[Stored data]

Start of Block

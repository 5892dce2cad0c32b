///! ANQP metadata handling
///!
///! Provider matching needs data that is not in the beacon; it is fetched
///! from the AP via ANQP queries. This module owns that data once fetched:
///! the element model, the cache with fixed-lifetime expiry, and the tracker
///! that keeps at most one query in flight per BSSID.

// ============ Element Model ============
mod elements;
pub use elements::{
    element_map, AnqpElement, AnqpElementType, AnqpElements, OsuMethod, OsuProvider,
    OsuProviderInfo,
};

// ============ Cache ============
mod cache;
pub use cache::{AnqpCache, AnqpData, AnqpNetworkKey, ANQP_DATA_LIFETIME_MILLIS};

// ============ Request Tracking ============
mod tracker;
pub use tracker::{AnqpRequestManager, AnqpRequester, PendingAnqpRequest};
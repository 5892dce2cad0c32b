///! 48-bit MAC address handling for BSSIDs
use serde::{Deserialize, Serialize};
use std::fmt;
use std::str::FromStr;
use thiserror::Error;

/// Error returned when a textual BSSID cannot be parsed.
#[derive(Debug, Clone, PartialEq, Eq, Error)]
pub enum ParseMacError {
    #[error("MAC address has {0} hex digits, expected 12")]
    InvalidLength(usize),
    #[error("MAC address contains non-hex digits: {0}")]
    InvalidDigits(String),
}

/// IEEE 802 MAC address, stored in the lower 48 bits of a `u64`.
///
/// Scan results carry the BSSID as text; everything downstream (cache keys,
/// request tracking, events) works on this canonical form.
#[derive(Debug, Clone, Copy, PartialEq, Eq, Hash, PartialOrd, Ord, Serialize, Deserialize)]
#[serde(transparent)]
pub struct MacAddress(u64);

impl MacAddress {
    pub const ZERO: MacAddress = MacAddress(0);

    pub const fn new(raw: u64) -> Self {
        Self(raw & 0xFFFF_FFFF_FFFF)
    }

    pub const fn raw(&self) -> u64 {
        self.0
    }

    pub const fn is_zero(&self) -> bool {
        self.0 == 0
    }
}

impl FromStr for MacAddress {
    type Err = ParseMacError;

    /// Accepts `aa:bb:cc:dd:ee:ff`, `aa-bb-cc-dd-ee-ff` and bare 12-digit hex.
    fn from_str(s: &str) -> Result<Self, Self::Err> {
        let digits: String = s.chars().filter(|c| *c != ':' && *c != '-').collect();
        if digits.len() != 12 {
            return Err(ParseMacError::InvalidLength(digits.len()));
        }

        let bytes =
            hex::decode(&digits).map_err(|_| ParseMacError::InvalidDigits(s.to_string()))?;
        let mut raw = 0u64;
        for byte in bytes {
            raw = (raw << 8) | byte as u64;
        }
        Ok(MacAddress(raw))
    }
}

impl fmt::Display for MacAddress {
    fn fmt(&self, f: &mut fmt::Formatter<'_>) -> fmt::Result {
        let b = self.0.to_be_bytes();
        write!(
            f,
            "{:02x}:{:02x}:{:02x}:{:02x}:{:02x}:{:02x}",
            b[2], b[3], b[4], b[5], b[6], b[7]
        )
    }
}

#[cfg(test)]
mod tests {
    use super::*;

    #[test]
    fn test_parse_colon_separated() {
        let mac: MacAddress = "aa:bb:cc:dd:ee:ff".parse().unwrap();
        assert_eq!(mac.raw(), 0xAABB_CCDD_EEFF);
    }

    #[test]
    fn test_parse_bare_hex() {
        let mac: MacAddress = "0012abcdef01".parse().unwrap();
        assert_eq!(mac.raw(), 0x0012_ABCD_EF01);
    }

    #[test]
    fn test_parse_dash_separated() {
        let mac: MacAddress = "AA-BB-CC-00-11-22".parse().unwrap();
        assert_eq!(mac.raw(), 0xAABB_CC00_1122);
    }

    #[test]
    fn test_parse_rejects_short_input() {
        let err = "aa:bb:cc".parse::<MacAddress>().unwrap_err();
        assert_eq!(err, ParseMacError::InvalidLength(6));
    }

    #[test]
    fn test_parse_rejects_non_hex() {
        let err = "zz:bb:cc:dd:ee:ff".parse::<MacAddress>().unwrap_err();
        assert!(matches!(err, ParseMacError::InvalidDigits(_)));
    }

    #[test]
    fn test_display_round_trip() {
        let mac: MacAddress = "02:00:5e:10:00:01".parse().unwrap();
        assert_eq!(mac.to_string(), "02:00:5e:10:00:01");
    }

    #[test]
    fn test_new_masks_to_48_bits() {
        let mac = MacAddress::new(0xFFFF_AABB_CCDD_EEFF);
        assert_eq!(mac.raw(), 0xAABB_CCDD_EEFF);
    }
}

End of Block

• What is being asked:
Starting from the top of the records and ending at the line that contains "if digits.len() != 12", repeat each line exactly and return only those lines.

• Response to the task:
repository 5892dce2cad0c32b
///! ANQP metadata handling
///!
///! Provider matching needs data that is not in the beacon; it is fetched
///! from the AP via ANQP queries. This module owns that data once fetched:
///! the element model, the cache with fixed-lifetime expiry, and the tracker
///! that keeps at most one query in flight per BSSID.

// ============ Element Model ============
mod elements;
pub use elements::{
    element_map, AnqpElement, AnqpElementType, AnqpElements, OsuMethod, OsuProvider,
    OsuProviderInfo,
};

// ============ Cache ============
mod cache;
pub use cache::{AnqpCache, AnqpData, AnqpNetworkKey, ANQP_DATA_LIFETIME_MILLIS};

// ============ Request Tracking ============
mod tracker;
pub use tracker::{AnqpRequestManager, AnqpRequester, PendingAnqpRequest};
repository 5892dce2cad0c32b
///! 48-bit MAC address handling for BSSIDs
use serde::{Deserialize, Serialize};
use std::fmt;
use std::str::FromStr;
use thiserror::Error;

/// Error returned when a textual BSSID cannot be parsed.
#[derive(Debug, Clone, PartialEq, Eq, Error)]
pub enum ParseMacError {
    #[error("MAC address has {0} hex digits, expected 12")]
    InvalidLength(usize),
    #[error("MAC address contains non-hex digits: {0}")]
    InvalidDigits(String),
}

/// IEEE 802 MAC address, stored in the lower 48 bits of a `u64`.
///
/// Scan results carry the BSSID as text; everything downstream (cache keys,
/// request tracking, events) works on this canonical form.
#[derive(Debug, Clone, Copy, PartialEq, Eq, Hash, PartialOrd, Ord, Serialize, Deserialize)]
#[serde(transparent)]
pub struct MacAddress(u64);

impl MacAddress {
    pub const ZERO: MacAddress = MacAddress(0);

    pub const fn new(raw: u64) -> Self {
        Self(raw & 0xFFFF_FFFF_FFFF)
    }

    pub const fn raw(&self) -> u64 {
        self.0
    }

    pub const fn is_zero(&self) -> bool {
        self.0 == 0
    }
}

impl FromStr for MacAddress {
    type Err = ParseMacError;

    /// Accepts `aa:bb:cc:dd:ee:ff`, `aa-bb-cc-dd-ee-ff` and bare 12-digit hex.
    fn from_str(s: &str) -> Result<Self, Self::Err> {
        let digits: String = s.chars().filter(|c| *c != ':' && *c != '-').collect();
        if digits.len() != 12 {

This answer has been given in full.